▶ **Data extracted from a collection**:
<<<<
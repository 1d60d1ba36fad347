use crate::error::Result;
use crate::models::ListingRecord;
use std::fs::File;
use std::io::{Read, Write};
use std::path::Path;
use tracing::info;

/// Write records as CSV: an unnamed leading index column, then the five fields.
pub fn write_csv<W: Write>(writer: W, records: &[ListingRecord]) -> Result<()> {
    let mut wtr = csv::Writer::from_writer(writer);

    let mut header = vec![""];
    header.extend(ListingRecord::FIELD_NAMES);
    wtr.write_record(&header)?;

    for (index, record) in records.iter().enumerate() {
        let index = index.to_string();
        let mut row = vec![index.as_str()];
        row.extend(record.fields());
        wtr.write_record(&row)?;
    }

    wtr.flush()?;
    Ok(())
}

pub fn to_csv_bytes(records: &[ListingRecord]) -> Result<Vec<u8>> {
    let mut buf = Vec::new();
    write_csv(&mut buf, records)?;
    Ok(buf)
}

pub fn export_to_path(path: &Path, records: &[ListingRecord]) -> Result<()> {
    let file = File::create(path)?;
    write_csv(file, records)?;
    info!("💾 Saved {} listings to {}", records.len(), path.display());
    Ok(())
}

/// Read back a file produced by [`write_csv`]. The index column is ignored.
pub fn read_csv<R: Read>(reader: R) -> Result<Vec<ListingRecord>> {
    let mut rdr = csv::Reader::from_reader(reader);
    let mut records = Vec::new();

    for row in rdr.records() {
        let row = row?;
        let field = |i: usize| row.get(i).unwrap_or_default().to_string();
        records.push(ListingRecord {
            details: field(1),
            condition: field(2),
            address: field(3),
            price: field(4),
            image_url: field(5),
        });
    }

    Ok(records)
}

pub fn import_from_path(path: &Path) -> Result<Vec<ListingRecord>> {
    read_csv(File::open(path)?)
}

#[cfg(test)]
mod tests {
    use super::*;

    fn sample() -> Vec<ListingRecord> {
        vec![
            ListingRecord {
                details: "Frigo Samsung, double porte".into(),
                condition: "Neuf".into(),
                address: "Dakar, Almadies".into(),
                price: "450000".into(),
                image_url: "https://img.test/1.jpg".into(),
            },
            ListingRecord {
                details: "Congélateur \"coffre\" 200L".into(),
                condition: "Occasion".into(),
                address: "Thiès".into(),
                price: "Prix sur demande".into(),
                image_url: "https://img.test/2.jpg".into(),
            },
        ]
    }

    #[test]
    fn writes_index_column_and_header() {
        let text = String::from_utf8(to_csv_bytes(&sample()).unwrap()).unwrap();
        let mut lines = text.lines();
        assert_eq!(lines.next(), Some(",details,condition,address,price,image_url"));
        assert_eq!(
            lines.next(),
            Some("0,\"Frigo Samsung, double porte\",Neuf,\"Dakar, Almadies\",450000,https://img.test/1.jpg")
        );
        assert!(lines.next().unwrap().starts_with("1,"));
        assert_eq!(lines.next(), None);
    }

    #[test]
    fn csv_round_trip_preserves_records() {
        let records = sample();
        let bytes = to_csv_bytes(&records).unwrap();
        assert_eq!(read_csv(bytes.as_slice()).unwrap(), records);
    }

    #[test]
    fn empty_collection_is_header_only() {
        let text = String::from_utf8(to_csv_bytes(&[]).unwrap()).unwrap();
        assert_eq!(text, ",details,condition,address,price,image_url\n");
        assert!(read_csv(text.as_bytes()).unwrap().is_empty());
    }

    #[test]
    fn ragged_rows_are_rejected() {
        let text = ",details,condition,address,price,image_url\n0,a,b\n";
        assert!(read_csv(text.as_bytes()).is_err());
    }

    #[test]
    fn export_and_import_file() {
        let dir = tempfile::tempdir().unwrap();
        let path = dir.path().join("data.csv");

        export_to_path(&path, &sample()).unwrap();
        assert_eq!(import_from_path(&path).unwrap(), sample());
    }
}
>>>>
▶ **Your instructions**:
Of the lines in the data, report each one containing the string "condition".

▶ **Solution to this task**:
            condition: field(2),
                condition: "Neuf".into(),
                condition: "Occasion".into(),
        assert_eq!(lines.next(), Some(",details,condition,address,price,image_url"));
        assert_eq!(text, ",details,condition,address,price,image_url\n");
        let text = ",details,condition,address,price,image_url\n0,a,b\n";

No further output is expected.